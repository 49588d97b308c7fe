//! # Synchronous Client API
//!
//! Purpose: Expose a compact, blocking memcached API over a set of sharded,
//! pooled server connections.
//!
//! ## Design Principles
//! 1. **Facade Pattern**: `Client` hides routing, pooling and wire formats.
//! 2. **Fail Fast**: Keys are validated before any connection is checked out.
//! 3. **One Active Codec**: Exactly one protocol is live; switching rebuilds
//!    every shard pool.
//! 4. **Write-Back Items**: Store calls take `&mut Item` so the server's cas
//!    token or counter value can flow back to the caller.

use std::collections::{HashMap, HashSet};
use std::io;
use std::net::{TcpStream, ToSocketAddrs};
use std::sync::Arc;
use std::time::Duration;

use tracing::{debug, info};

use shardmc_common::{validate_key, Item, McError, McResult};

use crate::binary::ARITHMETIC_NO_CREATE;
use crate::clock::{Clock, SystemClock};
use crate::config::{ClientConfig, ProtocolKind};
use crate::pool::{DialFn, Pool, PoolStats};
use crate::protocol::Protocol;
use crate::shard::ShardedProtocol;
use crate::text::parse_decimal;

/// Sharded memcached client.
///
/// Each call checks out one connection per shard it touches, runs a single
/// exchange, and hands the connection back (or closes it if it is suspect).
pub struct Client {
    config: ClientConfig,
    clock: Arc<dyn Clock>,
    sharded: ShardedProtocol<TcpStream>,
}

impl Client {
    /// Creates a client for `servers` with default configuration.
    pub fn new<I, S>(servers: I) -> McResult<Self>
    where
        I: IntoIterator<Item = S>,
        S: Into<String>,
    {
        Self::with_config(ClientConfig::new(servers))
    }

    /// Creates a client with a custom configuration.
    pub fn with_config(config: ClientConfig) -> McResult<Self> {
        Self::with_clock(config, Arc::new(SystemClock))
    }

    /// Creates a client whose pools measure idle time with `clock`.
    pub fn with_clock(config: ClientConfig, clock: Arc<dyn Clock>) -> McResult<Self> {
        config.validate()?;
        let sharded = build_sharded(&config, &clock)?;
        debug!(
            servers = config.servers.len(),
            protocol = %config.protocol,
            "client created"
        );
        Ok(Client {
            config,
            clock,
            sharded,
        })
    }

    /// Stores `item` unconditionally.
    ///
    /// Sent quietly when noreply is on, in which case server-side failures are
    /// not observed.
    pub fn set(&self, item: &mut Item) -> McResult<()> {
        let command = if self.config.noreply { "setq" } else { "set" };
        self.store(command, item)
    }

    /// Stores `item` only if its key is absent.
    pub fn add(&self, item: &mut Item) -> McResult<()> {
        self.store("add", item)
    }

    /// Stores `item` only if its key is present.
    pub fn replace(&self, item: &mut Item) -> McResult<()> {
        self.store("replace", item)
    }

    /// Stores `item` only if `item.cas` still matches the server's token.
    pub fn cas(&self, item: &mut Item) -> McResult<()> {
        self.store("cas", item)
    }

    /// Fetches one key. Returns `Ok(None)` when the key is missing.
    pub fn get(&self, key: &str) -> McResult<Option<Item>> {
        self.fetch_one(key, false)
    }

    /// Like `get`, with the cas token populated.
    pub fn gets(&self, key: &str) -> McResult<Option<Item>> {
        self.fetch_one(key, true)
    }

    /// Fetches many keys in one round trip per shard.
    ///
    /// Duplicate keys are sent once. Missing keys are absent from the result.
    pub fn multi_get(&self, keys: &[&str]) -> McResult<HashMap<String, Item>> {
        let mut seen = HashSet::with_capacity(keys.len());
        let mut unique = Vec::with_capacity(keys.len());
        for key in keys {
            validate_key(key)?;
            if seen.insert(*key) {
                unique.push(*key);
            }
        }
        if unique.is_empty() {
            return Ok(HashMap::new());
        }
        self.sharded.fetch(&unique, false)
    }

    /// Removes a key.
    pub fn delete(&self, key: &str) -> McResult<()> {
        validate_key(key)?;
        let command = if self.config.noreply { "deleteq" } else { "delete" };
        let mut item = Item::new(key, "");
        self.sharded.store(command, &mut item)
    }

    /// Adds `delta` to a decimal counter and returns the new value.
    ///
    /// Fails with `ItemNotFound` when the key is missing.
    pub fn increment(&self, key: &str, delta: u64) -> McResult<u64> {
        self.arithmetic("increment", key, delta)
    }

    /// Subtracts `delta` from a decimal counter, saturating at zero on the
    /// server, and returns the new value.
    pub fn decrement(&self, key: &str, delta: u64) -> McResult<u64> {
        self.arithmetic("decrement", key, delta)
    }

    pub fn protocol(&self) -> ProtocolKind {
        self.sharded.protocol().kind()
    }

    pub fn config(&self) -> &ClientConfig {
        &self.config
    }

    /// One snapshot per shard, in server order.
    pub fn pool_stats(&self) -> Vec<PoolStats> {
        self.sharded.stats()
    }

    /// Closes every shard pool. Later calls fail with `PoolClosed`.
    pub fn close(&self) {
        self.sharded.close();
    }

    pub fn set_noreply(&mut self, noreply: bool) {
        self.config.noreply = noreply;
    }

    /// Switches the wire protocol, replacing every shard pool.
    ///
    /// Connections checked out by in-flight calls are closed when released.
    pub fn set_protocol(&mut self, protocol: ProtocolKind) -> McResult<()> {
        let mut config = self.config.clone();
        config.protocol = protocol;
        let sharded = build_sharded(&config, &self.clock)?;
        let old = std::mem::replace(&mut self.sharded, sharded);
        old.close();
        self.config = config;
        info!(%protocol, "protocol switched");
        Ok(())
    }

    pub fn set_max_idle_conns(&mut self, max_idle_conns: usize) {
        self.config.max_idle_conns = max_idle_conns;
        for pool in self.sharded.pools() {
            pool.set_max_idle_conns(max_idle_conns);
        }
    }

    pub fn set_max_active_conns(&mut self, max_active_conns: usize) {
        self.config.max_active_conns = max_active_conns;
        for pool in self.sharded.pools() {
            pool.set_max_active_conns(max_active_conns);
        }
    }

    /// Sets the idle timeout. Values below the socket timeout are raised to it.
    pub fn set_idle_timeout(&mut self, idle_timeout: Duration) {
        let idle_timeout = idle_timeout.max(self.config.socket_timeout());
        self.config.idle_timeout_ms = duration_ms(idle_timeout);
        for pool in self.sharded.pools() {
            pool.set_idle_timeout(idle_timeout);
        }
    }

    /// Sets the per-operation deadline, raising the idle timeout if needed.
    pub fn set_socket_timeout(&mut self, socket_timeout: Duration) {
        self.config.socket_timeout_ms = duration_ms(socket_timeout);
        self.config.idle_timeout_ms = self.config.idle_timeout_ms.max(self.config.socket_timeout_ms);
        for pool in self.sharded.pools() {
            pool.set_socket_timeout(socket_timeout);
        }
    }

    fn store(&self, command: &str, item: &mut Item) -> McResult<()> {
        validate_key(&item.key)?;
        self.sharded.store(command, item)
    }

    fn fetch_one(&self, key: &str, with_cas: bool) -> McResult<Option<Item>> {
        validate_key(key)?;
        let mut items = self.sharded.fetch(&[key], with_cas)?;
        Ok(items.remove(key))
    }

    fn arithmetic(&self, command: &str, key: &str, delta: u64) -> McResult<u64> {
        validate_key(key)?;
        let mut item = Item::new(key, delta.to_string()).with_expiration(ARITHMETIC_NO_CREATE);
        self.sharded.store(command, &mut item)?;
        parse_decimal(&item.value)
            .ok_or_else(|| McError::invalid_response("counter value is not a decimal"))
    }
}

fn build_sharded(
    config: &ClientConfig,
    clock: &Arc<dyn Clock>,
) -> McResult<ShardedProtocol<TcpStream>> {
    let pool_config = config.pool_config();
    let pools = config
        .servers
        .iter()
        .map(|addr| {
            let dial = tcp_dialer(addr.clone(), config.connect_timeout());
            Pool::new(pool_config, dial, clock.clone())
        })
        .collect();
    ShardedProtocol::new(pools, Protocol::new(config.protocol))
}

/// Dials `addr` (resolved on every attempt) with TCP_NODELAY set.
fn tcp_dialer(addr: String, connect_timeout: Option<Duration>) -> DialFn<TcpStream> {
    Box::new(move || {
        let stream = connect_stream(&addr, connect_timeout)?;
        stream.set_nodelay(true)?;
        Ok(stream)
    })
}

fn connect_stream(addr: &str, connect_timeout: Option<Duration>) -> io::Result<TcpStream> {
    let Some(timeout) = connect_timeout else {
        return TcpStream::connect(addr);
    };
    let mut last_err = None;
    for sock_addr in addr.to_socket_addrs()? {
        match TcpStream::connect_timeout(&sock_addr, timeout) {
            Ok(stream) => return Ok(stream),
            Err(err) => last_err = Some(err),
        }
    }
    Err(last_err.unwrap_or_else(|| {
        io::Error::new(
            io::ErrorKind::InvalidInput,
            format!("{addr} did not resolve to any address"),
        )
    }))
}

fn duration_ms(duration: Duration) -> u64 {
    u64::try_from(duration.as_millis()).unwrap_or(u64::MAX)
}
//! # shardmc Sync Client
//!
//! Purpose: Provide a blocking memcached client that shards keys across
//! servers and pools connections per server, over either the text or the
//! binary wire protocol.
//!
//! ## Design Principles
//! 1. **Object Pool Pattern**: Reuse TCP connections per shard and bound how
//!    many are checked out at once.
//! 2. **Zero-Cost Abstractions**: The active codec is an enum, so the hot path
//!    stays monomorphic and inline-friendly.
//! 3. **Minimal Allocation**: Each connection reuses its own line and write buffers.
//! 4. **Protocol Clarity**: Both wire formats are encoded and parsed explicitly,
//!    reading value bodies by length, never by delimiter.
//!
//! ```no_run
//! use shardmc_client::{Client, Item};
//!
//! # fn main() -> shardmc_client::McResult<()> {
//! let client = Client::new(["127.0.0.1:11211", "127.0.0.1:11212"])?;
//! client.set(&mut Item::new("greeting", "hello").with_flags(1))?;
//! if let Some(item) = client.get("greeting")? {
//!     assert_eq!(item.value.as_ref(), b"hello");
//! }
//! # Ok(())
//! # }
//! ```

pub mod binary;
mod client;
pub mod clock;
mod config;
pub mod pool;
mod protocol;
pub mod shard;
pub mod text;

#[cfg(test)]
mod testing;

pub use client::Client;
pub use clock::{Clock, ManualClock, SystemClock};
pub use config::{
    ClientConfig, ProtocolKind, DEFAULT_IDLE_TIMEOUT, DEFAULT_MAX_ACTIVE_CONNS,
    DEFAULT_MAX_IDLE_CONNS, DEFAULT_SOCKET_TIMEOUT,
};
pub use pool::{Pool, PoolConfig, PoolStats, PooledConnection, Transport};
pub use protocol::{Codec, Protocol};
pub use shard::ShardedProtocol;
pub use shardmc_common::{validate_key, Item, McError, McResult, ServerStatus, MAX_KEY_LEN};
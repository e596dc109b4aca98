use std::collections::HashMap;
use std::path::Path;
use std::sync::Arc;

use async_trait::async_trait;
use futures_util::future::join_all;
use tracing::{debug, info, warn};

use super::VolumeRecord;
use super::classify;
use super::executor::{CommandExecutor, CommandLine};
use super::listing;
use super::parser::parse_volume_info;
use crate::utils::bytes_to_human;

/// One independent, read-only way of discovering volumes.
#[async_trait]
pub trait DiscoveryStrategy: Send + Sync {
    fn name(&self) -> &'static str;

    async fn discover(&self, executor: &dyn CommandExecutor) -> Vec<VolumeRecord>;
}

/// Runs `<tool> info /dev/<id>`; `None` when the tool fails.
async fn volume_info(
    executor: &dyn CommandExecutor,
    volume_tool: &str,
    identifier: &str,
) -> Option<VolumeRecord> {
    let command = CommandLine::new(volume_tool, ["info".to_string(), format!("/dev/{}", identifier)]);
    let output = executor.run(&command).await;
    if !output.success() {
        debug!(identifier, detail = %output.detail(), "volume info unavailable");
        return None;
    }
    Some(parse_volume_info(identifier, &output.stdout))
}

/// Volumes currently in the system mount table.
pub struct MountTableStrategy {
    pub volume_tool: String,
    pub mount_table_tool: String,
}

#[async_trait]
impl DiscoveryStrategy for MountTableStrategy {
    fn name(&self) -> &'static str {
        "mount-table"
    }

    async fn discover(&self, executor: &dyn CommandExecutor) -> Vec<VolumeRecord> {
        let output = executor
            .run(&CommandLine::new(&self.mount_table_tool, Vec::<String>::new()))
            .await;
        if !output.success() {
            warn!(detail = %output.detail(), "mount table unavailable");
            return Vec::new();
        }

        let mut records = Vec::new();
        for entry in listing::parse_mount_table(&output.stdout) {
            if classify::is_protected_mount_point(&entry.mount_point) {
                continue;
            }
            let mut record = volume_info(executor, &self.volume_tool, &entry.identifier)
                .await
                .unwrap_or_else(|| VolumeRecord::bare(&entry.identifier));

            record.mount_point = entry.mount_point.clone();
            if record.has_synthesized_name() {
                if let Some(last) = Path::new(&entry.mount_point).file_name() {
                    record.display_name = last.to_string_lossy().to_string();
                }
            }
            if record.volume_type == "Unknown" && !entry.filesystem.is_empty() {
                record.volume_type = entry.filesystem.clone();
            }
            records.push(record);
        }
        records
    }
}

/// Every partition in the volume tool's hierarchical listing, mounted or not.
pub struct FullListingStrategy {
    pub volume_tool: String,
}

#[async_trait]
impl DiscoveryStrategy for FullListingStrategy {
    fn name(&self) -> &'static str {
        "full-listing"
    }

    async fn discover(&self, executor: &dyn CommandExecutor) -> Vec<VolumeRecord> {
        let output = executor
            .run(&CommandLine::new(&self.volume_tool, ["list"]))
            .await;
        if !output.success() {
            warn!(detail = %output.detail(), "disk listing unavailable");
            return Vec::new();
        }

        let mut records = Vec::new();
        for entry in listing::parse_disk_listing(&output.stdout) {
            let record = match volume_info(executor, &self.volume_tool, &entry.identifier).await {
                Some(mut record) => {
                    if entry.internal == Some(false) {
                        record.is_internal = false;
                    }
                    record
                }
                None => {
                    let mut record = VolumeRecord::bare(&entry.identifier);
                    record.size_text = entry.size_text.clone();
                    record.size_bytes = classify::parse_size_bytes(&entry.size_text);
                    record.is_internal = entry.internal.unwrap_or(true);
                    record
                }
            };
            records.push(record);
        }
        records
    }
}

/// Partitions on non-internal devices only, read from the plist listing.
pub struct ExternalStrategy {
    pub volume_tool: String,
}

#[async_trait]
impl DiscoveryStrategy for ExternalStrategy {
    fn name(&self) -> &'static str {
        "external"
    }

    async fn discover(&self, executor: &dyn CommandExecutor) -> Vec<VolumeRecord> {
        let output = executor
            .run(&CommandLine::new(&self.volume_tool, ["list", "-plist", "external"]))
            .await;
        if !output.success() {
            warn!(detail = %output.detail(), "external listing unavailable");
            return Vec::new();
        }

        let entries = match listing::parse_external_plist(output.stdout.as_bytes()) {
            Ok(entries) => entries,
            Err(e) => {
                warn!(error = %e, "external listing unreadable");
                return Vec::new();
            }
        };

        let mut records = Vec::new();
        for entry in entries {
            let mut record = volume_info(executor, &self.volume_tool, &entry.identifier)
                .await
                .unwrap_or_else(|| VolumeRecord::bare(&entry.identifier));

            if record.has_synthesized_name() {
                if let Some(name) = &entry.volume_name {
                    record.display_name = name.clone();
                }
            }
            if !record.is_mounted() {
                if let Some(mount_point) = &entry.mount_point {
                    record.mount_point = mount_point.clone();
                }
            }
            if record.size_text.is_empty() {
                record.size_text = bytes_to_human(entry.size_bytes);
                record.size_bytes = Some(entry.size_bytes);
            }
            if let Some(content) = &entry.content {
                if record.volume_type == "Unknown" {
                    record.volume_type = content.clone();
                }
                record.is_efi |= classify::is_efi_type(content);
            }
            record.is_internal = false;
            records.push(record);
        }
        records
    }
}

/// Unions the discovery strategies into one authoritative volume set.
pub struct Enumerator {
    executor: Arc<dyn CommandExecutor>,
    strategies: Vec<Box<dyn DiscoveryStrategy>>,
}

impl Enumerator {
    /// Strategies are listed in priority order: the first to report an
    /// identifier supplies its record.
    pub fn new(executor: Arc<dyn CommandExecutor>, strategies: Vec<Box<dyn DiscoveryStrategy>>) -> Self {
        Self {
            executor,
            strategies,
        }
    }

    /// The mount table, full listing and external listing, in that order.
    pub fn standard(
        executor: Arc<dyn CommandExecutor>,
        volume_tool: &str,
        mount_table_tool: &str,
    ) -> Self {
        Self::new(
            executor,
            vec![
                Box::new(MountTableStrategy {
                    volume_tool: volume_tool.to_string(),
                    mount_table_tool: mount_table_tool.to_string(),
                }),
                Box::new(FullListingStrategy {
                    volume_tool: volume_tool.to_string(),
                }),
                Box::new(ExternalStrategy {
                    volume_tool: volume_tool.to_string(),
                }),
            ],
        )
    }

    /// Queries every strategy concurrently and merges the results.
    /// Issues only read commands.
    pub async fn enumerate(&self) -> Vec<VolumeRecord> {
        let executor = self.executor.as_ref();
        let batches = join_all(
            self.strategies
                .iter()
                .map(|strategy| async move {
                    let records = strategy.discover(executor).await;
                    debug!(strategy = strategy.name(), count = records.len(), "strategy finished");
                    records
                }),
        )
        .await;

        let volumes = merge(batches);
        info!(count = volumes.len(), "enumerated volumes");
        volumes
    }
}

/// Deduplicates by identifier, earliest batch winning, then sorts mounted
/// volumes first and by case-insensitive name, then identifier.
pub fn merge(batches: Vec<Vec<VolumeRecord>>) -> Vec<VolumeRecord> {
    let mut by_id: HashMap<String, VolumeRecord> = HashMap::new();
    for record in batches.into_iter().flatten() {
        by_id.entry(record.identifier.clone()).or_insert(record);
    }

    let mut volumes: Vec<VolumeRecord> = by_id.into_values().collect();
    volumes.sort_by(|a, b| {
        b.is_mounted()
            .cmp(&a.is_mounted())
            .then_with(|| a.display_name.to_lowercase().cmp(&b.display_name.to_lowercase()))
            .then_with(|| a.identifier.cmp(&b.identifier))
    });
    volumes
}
-----
▶ Exercise goal
Could you copy out every line in the listing where the word "increment" appears?

▶ Task answer
    pub fn increment(&self, key: &str, delta: u64) -> McResult<u64> {
        self.arithmetic("increment", key, delta)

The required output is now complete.